**Exercise prompt:**
Using the material that follows, identify and copy each line with the string "waits".
Segment Open
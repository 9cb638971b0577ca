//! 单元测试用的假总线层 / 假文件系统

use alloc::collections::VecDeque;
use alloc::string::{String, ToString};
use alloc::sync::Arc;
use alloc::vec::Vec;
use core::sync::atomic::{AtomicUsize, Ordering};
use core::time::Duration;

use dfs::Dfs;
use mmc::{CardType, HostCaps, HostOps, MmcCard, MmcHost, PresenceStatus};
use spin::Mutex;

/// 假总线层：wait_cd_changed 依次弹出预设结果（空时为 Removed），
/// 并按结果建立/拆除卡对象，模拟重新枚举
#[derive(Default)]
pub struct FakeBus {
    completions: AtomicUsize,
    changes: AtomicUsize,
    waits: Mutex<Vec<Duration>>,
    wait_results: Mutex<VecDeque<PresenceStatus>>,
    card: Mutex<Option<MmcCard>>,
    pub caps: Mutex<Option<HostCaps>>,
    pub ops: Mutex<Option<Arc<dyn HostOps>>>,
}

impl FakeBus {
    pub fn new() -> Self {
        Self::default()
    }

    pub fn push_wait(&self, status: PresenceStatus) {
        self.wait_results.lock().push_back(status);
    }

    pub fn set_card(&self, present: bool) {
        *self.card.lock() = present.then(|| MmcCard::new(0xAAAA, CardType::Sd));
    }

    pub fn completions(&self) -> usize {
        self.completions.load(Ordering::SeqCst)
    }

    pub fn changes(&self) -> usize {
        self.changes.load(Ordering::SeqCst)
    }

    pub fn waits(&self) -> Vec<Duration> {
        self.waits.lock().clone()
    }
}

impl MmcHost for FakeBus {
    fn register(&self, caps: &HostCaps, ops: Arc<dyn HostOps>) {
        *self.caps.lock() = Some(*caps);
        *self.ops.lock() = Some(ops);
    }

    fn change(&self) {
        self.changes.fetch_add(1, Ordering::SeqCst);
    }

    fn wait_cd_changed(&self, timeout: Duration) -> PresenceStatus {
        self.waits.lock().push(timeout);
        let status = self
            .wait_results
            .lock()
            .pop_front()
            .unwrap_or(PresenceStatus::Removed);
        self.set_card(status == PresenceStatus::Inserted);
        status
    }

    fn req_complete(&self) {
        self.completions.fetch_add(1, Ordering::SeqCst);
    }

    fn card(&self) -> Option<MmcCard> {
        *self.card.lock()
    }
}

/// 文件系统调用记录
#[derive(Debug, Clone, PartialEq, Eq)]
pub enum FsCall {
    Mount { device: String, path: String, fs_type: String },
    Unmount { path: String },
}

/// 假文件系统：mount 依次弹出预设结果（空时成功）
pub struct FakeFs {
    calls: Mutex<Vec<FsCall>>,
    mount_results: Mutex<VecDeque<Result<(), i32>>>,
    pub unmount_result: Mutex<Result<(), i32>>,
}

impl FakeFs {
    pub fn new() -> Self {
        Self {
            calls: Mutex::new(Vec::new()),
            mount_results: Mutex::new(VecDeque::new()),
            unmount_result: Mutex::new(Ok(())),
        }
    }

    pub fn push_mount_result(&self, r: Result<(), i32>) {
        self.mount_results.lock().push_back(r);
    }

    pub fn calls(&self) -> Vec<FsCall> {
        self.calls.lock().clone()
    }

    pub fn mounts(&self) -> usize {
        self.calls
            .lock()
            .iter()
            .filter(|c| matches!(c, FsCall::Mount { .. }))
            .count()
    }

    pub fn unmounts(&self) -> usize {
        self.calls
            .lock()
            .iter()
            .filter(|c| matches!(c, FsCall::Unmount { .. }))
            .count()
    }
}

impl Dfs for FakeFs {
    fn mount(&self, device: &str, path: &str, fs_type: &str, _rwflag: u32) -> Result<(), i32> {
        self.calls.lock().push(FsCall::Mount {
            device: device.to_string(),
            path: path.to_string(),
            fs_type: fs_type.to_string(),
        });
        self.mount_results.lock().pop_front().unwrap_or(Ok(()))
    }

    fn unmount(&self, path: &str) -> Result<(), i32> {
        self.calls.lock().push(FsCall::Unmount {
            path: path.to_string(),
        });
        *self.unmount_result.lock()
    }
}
Segment Closed
**Answer section:**
    waits: Mutex<Vec<Duration>>,
    pub fn waits(&self) -> Vec<Duration> {
        self.waits.lock().clone()
        self.waits.lock().push(timeout);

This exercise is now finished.